▶ About this exercise
Please repeat the lines below exactly. Begin with the line containing "pub(crate) trait KeyValueStore: fmt::Debug" and go on through the line containing "impl KeyValueStore for JsonFileStore".

(Saved data entries)
==========
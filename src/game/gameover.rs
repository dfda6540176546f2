use crate::command::Command;
use crate::consts;
use crate::util::EnumExt;
use enum_map::Enum;
use ratatui::{
    buffer::Buffer,
    layout::{Alignment, Rect},
    text::{Line, Span},
    widgets::{
        block::{Block, Padding},
        Clear, Widget,
    },
};

/// A widget for the pop-up shown once the snake has bitten itself
#[derive(Clone, Copy, Debug, Eq, PartialEq)]
pub(super) struct GameOver {
    /// The final score of the game that just ended
    score: u32,

    /// The currently-selected item in the pop-up menu
    selection: GameOverOpt,
}

impl GameOver {
    /// The height that should be used for the `Rect` passed to
    /// `GameOver::render()`
    pub(super) const HEIGHT: u16 = 6;

    /// The width that should be used for the `Rect` passed to
    /// `GameOver::render()`
    pub(super) const WIDTH: u16 = 21;

    pub(super) fn new(score: u32) -> GameOver {
        GameOver {
            score,
            selection: GameOverOpt::min(),
        }
    }

    /// Handle a command.  Returns `Some` if the user made a choice.
    pub(super) fn handle_command(&mut self, cmd: Command) -> Option<GameOverOpt> {
        match cmd {
            Command::R => return Some(GameOverOpt::Restart),
            Command::M => return Some(GameOverOpt::MainMenu),
            Command::Q | Command::Quit => return Some(GameOverOpt::Quit),
            Command::Enter | Command::Space => return Some(self.selection),
            Command::Up => {
                if let Some(opt) = self.selection.prev() {
                    self.selection = opt;
                }
            }
            Command::Down => {
                if let Some(opt) = self.selection.next() {
                    self.selection = opt;
                }
            }
            Command::Next => {
                self.selection = self.selection.next().unwrap_or_else(GameOverOpt::min);
            }
            Command::Prev => {
                self.selection = self.selection.prev().unwrap_or_else(GameOverOpt::max);
            }
            Command::Home => self.selection = GameOverOpt::min(),
            Command::End => self.selection = GameOverOpt::max(),
            _ => (),
        }
        None
    }
}

/// The choices in the game-over pop-up
#[derive(Clone, Copy, Debug, Enum, Eq, PartialEq)]
pub(super) enum GameOverOpt {
    /// Start a new game at the same difficulty
    Restart,

    /// Return to the main menu
    MainMenu,

    /// Quit the application
    Quit,
}

impl GameOverOpt {
    /// Render the option as a `Line` for display in the pop-up.  If
    /// `selected` is `true`, this option is the currently-selected one.
    fn to_line(self, selected: bool) -> Line<'static> {
        let mut line = Line::default();
        if selected {
            line.push_span("» ");
        } else {
            line.push_span("  ");
        }
        let (label, key) = match self {
            GameOverOpt::Restart => ("Restart (", "r"),
            GameOverOpt::MainMenu => ("Main Menu (", "m"),
            GameOverOpt::Quit => ("Quit (", "q"),
        };
        line.push_span(label);
        line.push_span(Span::styled(key, consts::KEY_STYLE));
        line.push_span(")");
        if selected {
            line = line.style(consts::MENU_SELECTION_STYLE);
        }
        line
    }
}

impl Widget for GameOver {
    /*
     * ┌──── GAME OVER ────┐
     * │ Final score: 7    │
     * │ » Restart (r)     │
     * │   Main Menu (m)   │
     * │   Quit (q)        │
     * └───────────────────┘
     */

    fn render(self, area: Rect, buf: &mut Buffer) {
        let block = Block::bordered()
            .title(" GAME OVER ")
            .title_alignment(Alignment::Center)
            .padding(Padding::horizontal(1));
        let inner = block.inner(area);
        Clear.render(area, buf);
        block.render(area, buf);
        let mut rows = inner.rows();
        if let Some(row) = rows.next() {
            Line::from(format!("Final score: {}", self.score)).render(row, buf);
        }
        for (opt, row) in GameOverOpt::iter().zip(rows) {
            opt.to_line(self.selection == opt).render(row, buf);
        }
    }
}

#[cfg(test)]
mod tests {
    use super::*;

    #[test]
    fn render_initial() {
        let area = Rect::new(0, 0, GameOver::WIDTH, GameOver::HEIGHT);
        let mut buffer = Buffer::empty(area);
        GameOver::new(7).render(area, &mut buffer);
        let mut expected = Buffer::with_lines([
            "┌──── GAME OVER ────┐",
            "│ Final score: 7    │",
            "│ » Restart (r)     │",
            "│   Main Menu (m)   │",
            "│   Quit (q)        │",
            "└───────────────────┘",
        ]);
        expected.set_style(Rect::new(13, 2, 1, 1), consts::KEY_STYLE);
        expected.set_style(Rect::new(2, 2, 17, 1), consts::MENU_SELECTION_STYLE);
        expected.set_style(Rect::new(15, 3, 1, 1), consts::KEY_STYLE);
        expected.set_style(Rect::new(10, 4, 1, 1), consts::KEY_STYLE);
        pretty_assertions::assert_eq!(buffer, expected);
    }

    #[test]
    fn navigate_and_choose() {
        let mut popup = GameOver::new(0);
        assert_eq!(popup.handle_command(Command::Down), None);
        assert_eq!(popup.selection, GameOverOpt::MainMenu);
        assert_eq!(popup.handle_command(Command::Down), None);
        assert_eq!(popup.handle_command(Command::Down), None);
        assert_eq!(popup.selection, GameOverOpt::Quit);
        assert_eq!(popup.handle_command(Command::Next), None);
        assert_eq!(popup.selection, GameOverOpt::Restart);
        assert_eq!(popup.handle_command(Command::Prev), None);
        assert_eq!(popup.selection, GameOverOpt::Quit);
        assert_eq!(popup.handle_command(Command::Up), None);
        assert_eq!(
            popup.handle_command(Command::Enter),
            Some(GameOverOpt::MainMenu)
        );
    }

    #[test]
    fn shortcut_keys() {
        let mut popup = GameOver::new(3);
        assert_eq!(popup.handle_command(Command::R), Some(GameOverOpt::Restart));
        assert_eq!(popup.handle_command(Command::M), Some(GameOverOpt::MainMenu));
        assert_eq!(popup.handle_command(Command::Q), Some(GameOverOpt::Quit));
        assert_eq!(popup.handle_command(Command::Left), None);
    }
}
//! Assorted constants & hard-coded configuration
use ratatui::{
    layout::{Position, Size},
    style::{Color, Modifier, Style},
};
use std::time::Duration;

/// Side length of one grid cell in logical board units
pub(crate) const CELL_SIZE: u16 = 20;

/// Side length of the (square) board in logical units.  The board is
/// `BOARD_EXTENT / CELL_SIZE` cells wide and high.
pub(crate) const BOARD_EXTENT: u16 = 400;

/// Number of cells along each side of the board
pub(crate) const GRID_CELLS: u16 = BOARD_EXTENT / CELL_SIZE;

/// Number of terminal columns used to draw a single grid cell, so that cells
/// look roughly square
pub(crate) const CELL_COLUMNS: u16 = 2;

/// Where the snake's lone segment is placed at the start of a game
pub(crate) const SNAKE_START: Position = Position {
    x: 9 * CELL_SIZE,
    y: 10 * CELL_SIZE,
};

/// Tick period for [`Difficulty::Easy`][crate::options::Difficulty::Easy]
/// when not overridden by the configuration file
pub(crate) const EASY_TICK_PERIOD: Duration = Duration::from_millis(150);

/// Tick period for [`Difficulty::Normal`][crate::options::Difficulty::Normal]
/// when not overridden by the configuration file
pub(crate) const NORMAL_TICK_PERIOD: Duration = Duration::from_millis(100);

/// Tick period for [`Difficulty::Hard`][crate::options::Difficulty::Hard]
/// when not overridden by the configuration file
pub(crate) const HARD_TICK_PERIOD: Duration = Duration::from_millis(70);

/// The game speeds up each time the score reaches a multiple of this
pub(crate) const SPEEDUP_EVERY: u32 = 5;

/// How much the tick period shrinks on each speed-up
pub(crate) const SPEEDUP_STEP: Duration = Duration::from_millis(5);

/// The tick period only shrinks while it is strictly greater than this
pub(crate) const MIN_TICK_PERIOD: Duration = Duration::from_millis(40);

/// Draw everything inside a rectangle of this size in the center of the
/// terminal window.
///
/// Cf. [`crate::util::get_display_area()`]
pub(crate) const DISPLAY_SIZE: Size = Size {
    width: 80,
    height: 24,
};

/// Glyph for the snake's head
pub(crate) const SNAKE_HEAD_SYMBOL: char = '█';

/// Glyph for the parts of the snake's body
pub(crate) const SNAKE_BODY_SYMBOL: char = '▓';

/// Glyph for the food
pub(crate) const FOOD_SYMBOL: char = '█';

/// Style for the snake's head
pub(crate) const SNAKE_HEAD_STYLE: Style = Style::new()
    .fg(Color::LightGreen)
    .add_modifier(Modifier::BOLD);

/// Style for the snake's body
pub(crate) const SNAKE_BODY_STYLE: Style = Style::new().fg(Color::Green);

/// Style for the food.  The bold modifier stands in for a glow.
pub(crate) const FOOD_STYLE: Style = Style::new()
    .fg(Color::LightRed)
    .add_modifier(Modifier::BOLD);

/// Style for key codes shown in the interface
pub(crate) const KEY_STYLE: Style = Style::new().fg(Color::Yellow);

/// Style for the score bar at the top of the game screen
pub(crate) const SCORE_BAR_STYLE: Style = Style::new().add_modifier(Modifier::REVERSED);

/// Style for the currently-selected menu item
pub(crate) const MENU_SELECTION_STYLE: Style = Style::new().add_modifier(Modifier::UNDERLINED);

/// Style for one-line notices, such as a failure to save scores
pub(crate) const NOTICE_STYLE: Style = Style::new().fg(Color::LightRed);
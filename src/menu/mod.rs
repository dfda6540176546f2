mod widgets;
use self::widgets::{Instructions, Logo};
use crate::command::Command;
use crate::consts;
use crate::game::Game;
use crate::options::{Adjustable, OptKey, OptValue, Options};
use crate::util::{get_display_area, EnumExt};
use crossterm::event::Event;
use enum_map::{Enum, EnumMap};
use ratatui::{
    buffer::Buffer,
    layout::{Flex, Layout, Rect},
    style::Style,
    text::{Line, Span},
    widgets::{
        block::{Block, Padding},
        Widget,
    },
    Frame,
};

/// The mode selector shown while no game is in progress
#[derive(Clone, Debug, Eq, PartialEq)]
pub(crate) struct MainMenu {
    selection: Selection,
    options: OptionsMenu,

    /// Best score on record, as of the last call to `sync()`
    high: u32,

    /// Worst final score on record, as of the last call to `sync()`
    low: Option<u32>,
}

impl MainMenu {
    pub(crate) fn new(options: Options) -> Self {
        MainMenu {
            selection: Selection::default(),
            options: OptionsMenu::new(options),
            high: 0,
            low: None,
        }
    }

    /// Refresh the displayed scores and sound setting from `game`
    pub(crate) fn sync<R>(&mut self, game: &Game<R>) {
        self.high = game.scores().high();
        self.low = game.scores().low();
        self.options.settings[OptKey::Sound] = OptValue::Bool(!game.muted());
    }

    pub(crate) fn draw(&self, frame: &mut Frame<'_>) {
        frame.render_widget(self, frame.area());
    }

    /// Handle an input event.  Returns `Some` if the user chose to play or
    /// quit.
    pub(crate) fn handle_event(&mut self, event: Event) -> Option<MenuOutcome> {
        match (
            self.selection,
            Command::from_key_event(event.as_key_press_event()?)?,
        ) {
            (_, Command::Quit) => return Some(MenuOutcome::Quit),
            (_, Command::Home) => self.select(Selection::PlayButton, None),
            (_, Command::End) => self.select(Selection::QuitButton, None),
            (Selection::PlayButton, Command::Enter | Command::Space) | (_, Command::P) => {
                return Some(MenuOutcome::Play(self.options.to_options()))
            }
            (Selection::PlayButton, Command::Up | Command::Prev) => {
                self.select(Selection::QuitButton, None);
            }
            (Selection::PlayButton, Command::Down | Command::Next) => {
                self.select(Selection::Options, Some(true));
            }
            (Selection::Options, Command::Up | Command::Prev) => {
                if let Some(sel) = self.options.move_up() {
                    self.select(sel, None);
                }
            }
            (Selection::Options, Command::Down | Command::Next) => {
                if let Some(sel) = self.options.move_down() {
                    self.select(sel, None);
                }
            }
            (Selection::Options, Command::Left) => self.options.move_left(),
            (Selection::Options, Command::Right) => self.options.move_right(),
            (Selection::Options, Command::Space | Command::Enter) => self.options.toggle(),
            (Selection::QuitButton, Command::Enter | Command::Space) | (_, Command::Q) => {
                return Some(MenuOutcome::Quit);
            }
            (Selection::QuitButton, Command::Down | Command::Next) => {
                self.select(Selection::PlayButton, None);
            }
            (Selection::QuitButton, Command::Up | Command::Prev) => {
                self.select(Selection::Options, Some(false));
            }
            (_, Command::X) => self.options.toggle_sound(),
            _ => (),
        }
        None
    }

    fn select(&mut self, selection: Selection, first_option: Option<bool>) {
        self.selection = selection;
        self.options.selection = match (selection, first_option) {
            (Selection::Options, Some(true)) => Some(OptKey::min()),
            (Selection::Options, Some(false)) => Some(OptKey::max()),
            _ => None,
        };
    }
}

impl Widget for &MainMenu {
    fn render(self, area: Rect, buf: &mut Buffer) {
        let display = get_display_area(area);
        let [logo_area, instructions_area, play_area, options_area, scores_area, quit_area] =
            Layout::vertical([
                Logo::HEIGHT,
                Instructions::HEIGHT,
                1,
                OptionsMenu::HEIGHT,
                1,
                1,
            ])
            .flex(Flex::Start)
            .spacing(1)
            .areas(display);

        let [logo_area] = Layout::horizontal([Logo::WIDTH])
            .flex(Flex::Center)
            .areas(logo_area);
        Logo.render(logo_area, buf);

        let [instructions_area] = Layout::horizontal([Instructions::WIDTH])
            .flex(Flex::Center)
            .areas(instructions_area);
        Instructions.render(instructions_area, buf);

        button("Play (", "p", self.selection == Selection::PlayButton).render(play_area, buf);

        let [options_area] = Layout::horizontal([OptionsMenu::WIDTH])
            .flex(Flex::Center)
            .areas(options_area);
        (&self.options).render(options_area, buf);

        let low = self
            .low
            .map_or_else(|| String::from("-"), |low| format!("{low}"));
        Line::from(format!("Best: {}   Worst: {low}", self.high))
            .centered()
            .render(scores_area, buf);

        button("Quit (", "q", self.selection == Selection::QuitButton).render(quit_area, buf);
    }
}

fn button(label: &'static str, key: &'static str, selected: bool) -> Line<'static> {
    let style = if selected {
        consts::MENU_SELECTION_STYLE
    } else {
        Style::new()
    };
    Line::from_iter([
        Span::styled("[", style),
        Span::styled(label, style),
        Span::styled(key, consts::KEY_STYLE.patch(style)),
        Span::styled(")]", style),
    ])
    .centered()
}

/// What the user chose on the main menu
#[derive(Clone, Copy, Debug, Eq, PartialEq)]
pub(crate) enum MenuOutcome {
    Play(Options),
    Quit,
}

#[derive(Clone, Copy, Debug, Default, Eq, PartialEq)]
enum Selection {
    #[default]
    PlayButton,
    Options,
    QuitButton,
}

#[derive(Clone, Debug, Eq, PartialEq)]
struct OptionsMenu {
    /// If the currently-selected main menu item is an element of this menu,
    /// then `selection` is `Some(key)`, where `key` is the key of the selected
    /// item within the `OptionsMenu`.
    selection: Option<OptKey>,
    settings: EnumMap<OptKey, OptValue>,
}

impl OptionsMenu {
    #[allow(clippy::cast_possible_truncation)]
    const HEIGHT: u16 = (OptKey::LENGTH as u16) + 2 /* for border */;
    const HORIZONTAL_PADDING: u16 = 1; // padding on each side
    const POINTER_WIDTH: u16 = 2;
    const LABEL_VALUE_GUTTER: u16 = 2;
    const WIDTH: u16 = 2 /* for border */ + 2 * Self::HORIZONTAL_PADDING + Self::POINTER_WIDTH + OptKey::DISPLAY_WIDTH + Self::LABEL_VALUE_GUTTER + OptValue::DISPLAY_WIDTH;

    fn new(options: Options) -> Self {
        let settings = EnumMap::from_iter(OptKey::iter().map(|key| (key, options.get(key))));
        OptionsMenu {
            selection: None,
            settings,
        }
    }

    fn to_options(&self) -> Options {
        let mut opts = Options::default();
        for key in OptKey::iter() {
            opts.set(key, self.settings[key]);
        }
        opts
    }

    fn move_up(&mut self) -> Option<Selection> {
        self.selection = self.selection?.prev();
        self.selection.is_none().then_some(Selection::PlayButton)
    }

    fn move_down(&mut self) -> Option<Selection> {
        self.selection = self.selection?.next();
        self.selection.is_none().then_some(Selection::QuitButton)
    }

    fn move_left(&mut self) {
        if let Some(sel) = self.selection {
            self.settings[sel].decrease();
        }
    }

    fn move_right(&mut self) {
        if let Some(sel) = self.selection {
            self.settings[sel].increase();
        }
    }

    fn toggle(&mut self) {
        if let Some(sel) = self.selection {
            self.settings[sel].toggle();
        }
    }

    fn toggle_sound(&mut self) {
        self.settings[OptKey::Sound].toggle();
    }
}

impl Widget for &OptionsMenu {
    fn render(self, area: Rect, buf: &mut Buffer) {
        let block = Block::bordered()
            .title(" Options: ")
            .padding(Padding::horizontal(OptionsMenu::HORIZONTAL_PADDING));
        let menu_area = block.inner(area);
        block.render(area, buf);
        for ((key, value), row) in OptKey::iter()
            .map(|key| (key, self.settings[key]))
            .zip(menu_area.rows())
        {
            let selected = Some(key) == self.selection;
            let style = if selected {
                consts::MENU_SELECTION_STYLE
            } else {
                Style::new()
            };
            let s = format!(
                "{pointer:pwidth$}{key:lwidth$}{space:gutter$}{value}",
                pointer = if selected { "»" } else { "" },
                pwidth = usize::from(OptionsMenu::POINTER_WIDTH),
                lwidth = usize::from(OptKey::DISPLAY_WIDTH),
                space = "",
                gutter = usize::from(OptionsMenu::LABEL_VALUE_GUTTER),
            );
            Span::styled(s, style).render(row, buf);
        }
    }
}
//! Persistence of the best & worst final scores
use std::collections::BTreeMap;
use std::fmt;
use std::path::{Path, PathBuf};
use thiserror::Error;

/// Key under which the highest score ever reached is stored
pub(crate) const HIGH_SCORE_KEY: &str = "highScore";

/// Key under which the lowest final score of a finished game is stored
pub(crate) const LOW_SCORE_KEY: &str = "leastScore";

/// A persistent string-to-string store
pub(crate) trait KeyValueStore: fmt::Debug {
    fn get(&self, key: &str) -> Option<String>;

    fn set(&mut self, key: &str, value: String) -> Result<(), SaveError>;
}

/// A store that lives only as long as the process
#[derive(Clone, Debug, Default, Eq, PartialEq)]
pub(crate) struct MemoryStore(BTreeMap<String, String>);

impl KeyValueStore for MemoryStore {
    fn get(&self, key: &str) -> Option<String> {
        self.0.get(key).cloned()
    }

    fn set(&mut self, key: &str, value: String) -> Result<(), SaveError> {
        self.0.insert(key.to_owned(), value);
        Ok(())
    }
}

/// A store kept on disk as a JSON object of strings.  The whole file is
/// rewritten on every change.
#[derive(Clone, Debug, Eq, PartialEq)]
pub(crate) struct JsonFileStore {
    path: PathBuf,
    entries: BTreeMap<String, String>,
}

impl JsonFileStore {
    /// Return the default path at which scores are stored, if the local data
    /// directory can be determined
    pub(crate) fn default_path() -> Option<PathBuf> {
        dirs::data_local_dir().map(|p| p.join("wrapsnake").join("scores.json"))
    }

    /// Load the store at `path`.  A missing file is treated as an empty store.
    pub(crate) fn open(path: PathBuf) -> Result<JsonFileStore, LoadError> {
        let entries = match fs_err::read(&path) {
            Ok(src) => serde_json::from_slice(&src).map_err(LoadError::deserialize)?,
            Err(e) if e.kind() == std::io::ErrorKind::NotFound => BTreeMap::new(),
            Err(e) => return Err(LoadError::read(e)),
        };
        Ok(JsonFileStore { path, entries })
    }

    pub(crate) fn path(&self) -> &Path {
        &self.path
    }

    fn save(&self) -> Result<(), SaveError> {
        if let Some(parent) = self.path.parent().filter(|p| !p.as_os_str().is_empty()) {
            fs_err::create_dir_all(parent).map_err(SaveError::mkdir)?;
        }
        let mut src = serde_json::to_string(&self.entries).map_err(SaveError::serialize)?;
        src.push('\n');
        fs_err::write(&self.path, &src).map_err(SaveError::write)?;
        Ok(())
    }
}

impl KeyValueStore for JsonFileStore {
    fn get(&self, key: &str) -> Option<String> {
        self.entries.get(key).cloned()
    }

    fn set(&mut self, key: &str, value: String) -> Result<(), SaveError> {
        self.entries.insert(key.to_owned(), value);
        self.save()
    }
}

/// Typed access to the high & low scores held in a [`KeyValueStore`]
#[derive(Debug)]
pub(crate) struct ScoreBook {
    store: Box<dyn KeyValueStore>,
}

impl ScoreBook {
    pub(crate) fn new(store: Box<dyn KeyValueStore>) -> ScoreBook {
        ScoreBook { store }
    }

    /// The highest score ever reached, or 0 if none has been recorded
    pub(crate) fn high(&self) -> u32 {
        self.read(HIGH_SCORE_KEY).unwrap_or(0)
    }

    /// The lowest final score of any finished game, if one has been recorded
    pub(crate) fn low(&self) -> Option<u32> {
        self.read(LOW_SCORE_KEY)
    }

    /// Store `score` as the new high score if it beats the current one.
    /// Returns `true` if anything was written.
    pub(crate) fn record_high(&mut self, score: u32) -> Result<bool, SaveError> {
        if score > self.high() {
            self.store.set(HIGH_SCORE_KEY, score.to_string())?;
            Ok(true)
        } else {
            Ok(false)
        }
    }

    /// Store `score` as the new low score if there is no low score yet or if
    /// it is below the current one.  Returns `true` if anything was written.
    pub(crate) fn record_final(&mut self, score: u32) -> Result<bool, SaveError> {
        if self.low().is_none_or(|low| score < low) {
            self.store.set(LOW_SCORE_KEY, score.to_string())?;
            Ok(true)
        } else {
            Ok(false)
        }
    }

    fn read(&self, key: &str) -> Option<u32> {
        let value = self.store.get(key)?;
        match value.trim().parse() {
            Ok(n) => Some(n),
            Err(e) => {
                tracing::warn!(key, value = %value, error = %e, "Ignoring unparseable stored score");
                None
            }
        }
    }
}

#[derive(Debug, Error)]
#[error("Failed to save scores to disk")]
pub(crate) struct SaveError(#[source] SaveErrorSource);

impl SaveError {
    fn mkdir(e: std::io::Error) -> Self {
        SaveError(SaveErrorSource::Mkdir(e))
    }

    fn serialize(e: serde_json::Error) -> Self {
        SaveError(SaveErrorSource::Serialize(e))
    }

    fn write(e: std::io::Error) -> Self {
        SaveError(SaveErrorSource::Write(e))
    }
}

#[derive(Debug, Error)]
enum SaveErrorSource {
    #[error("failed to create parent directories")]
    Mkdir(#[source] std::io::Error),
    #[error("failed to serialize scores")]
    Serialize(#[source] serde_json::Error),
    #[error("failed to write scores file")]
    Write(#[source] std::io::Error),
}

#[derive(Debug, Error)]
#[error("Failed to read scores from disk")]
pub(crate) struct LoadError(#[source] LoadErrorSource);

impl LoadError {
    pub(crate) fn no_path() -> Self {
        LoadError(LoadErrorSource::NoPath)
    }

    fn read(e: std::io::Error) -> Self {
        LoadError(LoadErrorSource::Read(e))
    }

    fn deserialize(e: serde_json::Error) -> Self {
        LoadError(LoadErrorSource::Deserialize(e))
    }
}

#[derive(Debug, Error)]
enum LoadErrorSource {
    #[error("failed to determine path to local data directory")]
    NoPath,
    #[error("failed to read scores file")]
    Read(#[source] std::io::Error),
    #[error("failed to deserialize scores")]
    Deserialize(#[source] serde_json::Error),
}

#[cfg(test)]
mod tests {
    use super::*;
    use tempfile::tempdir;

    fn memory_book() -> ScoreBook {
        ScoreBook::new(Box::new(MemoryStore::default()))
    }

    #[test]
    fn empty_defaults() {
        let book = memory_book();
        assert_eq!(book.high(), 0);
        assert_eq!(book.low(), None);
    }

    #[test]
    fn high_only_rises() {
        let mut book = memory_book();
        assert!(book.record_high(3).unwrap());
        assert!(book.record_high(7).unwrap());
        assert!(!book.record_high(7).unwrap());
        assert!(!book.record_high(2).unwrap());
        assert_eq!(book.high(), 7);
    }

    #[test]
    fn zero_is_not_a_new_high() {
        let mut book = memory_book();
        assert!(!book.record_high(0).unwrap());
        assert_eq!(book.high(), 0);
    }

    #[test]
    fn low_tracks_minimum() {
        let mut book = memory_book();
        assert!(book.record_final(6).unwrap());
        assert_eq!(book.low(), Some(6));
        assert!(!book.record_final(9).unwrap());
        assert_eq!(book.low(), Some(6));
        assert!(book.record_final(2).unwrap());
        assert!(!book.record_final(2).unwrap());
        assert_eq!(book.low(), Some(2));
        assert!(book.record_final(0).unwrap());
        assert_eq!(book.low(), Some(0));
    }

    #[test]
    fn garbage_values_read_as_missing() {
        let mut store = MemoryStore::default();
        store.set(HIGH_SCORE_KEY, String::from("lots")).unwrap();
        store.set(LOW_SCORE_KEY, String::from("-3")).unwrap();
        let mut book = ScoreBook::new(Box::new(store));
        assert_eq!(book.high(), 0);
        assert_eq!(book.low(), None);
        assert!(book.record_final(4).unwrap());
        assert_eq!(book.low(), Some(4));
    }

    #[test]
    fn json_store_missing_file_is_empty() {
        let tmp = tempdir().unwrap();
        let store = JsonFileStore::open(tmp.path().join("scores.json")).unwrap();
        assert_eq!(store.get(HIGH_SCORE_KEY), None);
    }

    #[test]
    fn json_store_persists() {
        let tmp = tempdir().unwrap();
        let path = tmp.path().join("nested").join("scores.json");
        let mut book = ScoreBook::new(Box::new(JsonFileStore::open(path.clone()).unwrap()));
        book.record_high(12).unwrap();
        book.record_final(4).unwrap();
        let src = fs_err::read_to_string(&path).unwrap();
        assert_eq!(src, "{\"highScore\":\"12\",\"leastScore\":\"4\"}\n");

        let reopened = JsonFileStore::open(path).unwrap();
        assert_eq!(reopened.get(HIGH_SCORE_KEY).as_deref(), Some("12"));
        let book = ScoreBook::new(Box::new(reopened));
        assert_eq!(book.high(), 12);
        assert_eq!(book.low(), Some(4));
    }

    #[test]
    fn json_store_rejects_malformed_file() {
        let tmp = tempdir().unwrap();
        let path = tmp.path().join("scores.json");
        fs_err::write(&path, "[1, 2, 3]").unwrap();
        let e = JsonFileStore::open(path).unwrap_err();
        assert!(matches!(e.0, LoadErrorSource::Deserialize(_)));
    }
}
==========
▶ Written solution
pub(crate) trait KeyValueStore: fmt::Debug {
    fn get(&self, key: &str) -> Option<String>;

    fn set(&mut self, key: &str, value: String) -> Result<(), SaveError>;
}

/// A store that lives only as long as the process
#[derive(Clone, Debug, Default, Eq, PartialEq)]
pub(crate) struct MemoryStore(BTreeMap<String, String>);

impl KeyValueStore for MemoryStore {
    fn get(&self, key: &str) -> Option<String> {
        self.0.get(key).cloned()
    }

    fn set(&mut self, key: &str, value: String) -> Result<(), SaveError> {
        self.0.insert(key.to_owned(), value);
        Ok(())
    }
}

/// A store kept on disk as a JSON object of strings.  The whole file is
/// rewritten on every change.
#[derive(Clone, Debug, Eq, PartialEq)]
pub(crate) struct JsonFileStore {
    path: PathBuf,
    entries: BTreeMap<String, String>,
}

impl JsonFileStore {
    /// Return the default path at which scores are stored, if the local data
    /// directory can be determined
    pub(crate) fn default_path() -> Option<PathBuf> {
        dirs::data_local_dir().map(|p| p.join("wrapsnake").join("scores.json"))
    }

    /// Load the store at `path`.  A missing file is treated as an empty store.
    pub(crate) fn open(path: PathBuf) -> Result<JsonFileStore, LoadError> {
        let entries = match fs_err::read(&path) {
            Ok(src) => serde_json::from_slice(&src).map_err(LoadError::deserialize)?,
            Err(e) if e.kind() == std::io::ErrorKind::NotFound => BTreeMap::new(),
            Err(e) => return Err(LoadError::read(e)),
        };
        Ok(JsonFileStore { path, entries })
    }

    pub(crate) fn path(&self) -> &Path {
        &self.path
    }

    fn save(&self) -> Result<(), SaveError> {
        if let Some(parent) = self.path.parent().filter(|p| !p.as_os_str().is_empty()) {
            fs_err::create_dir_all(parent).map_err(SaveError::mkdir)?;
        }
        let mut src = serde_json::to_string(&self.entries).map_err(SaveError::serialize)?;
        src.push('\n');
        fs_err::write(&self.path, &src).map_err(SaveError::write)?;
        Ok(())
    }
}

impl KeyValueStore for JsonFileStore {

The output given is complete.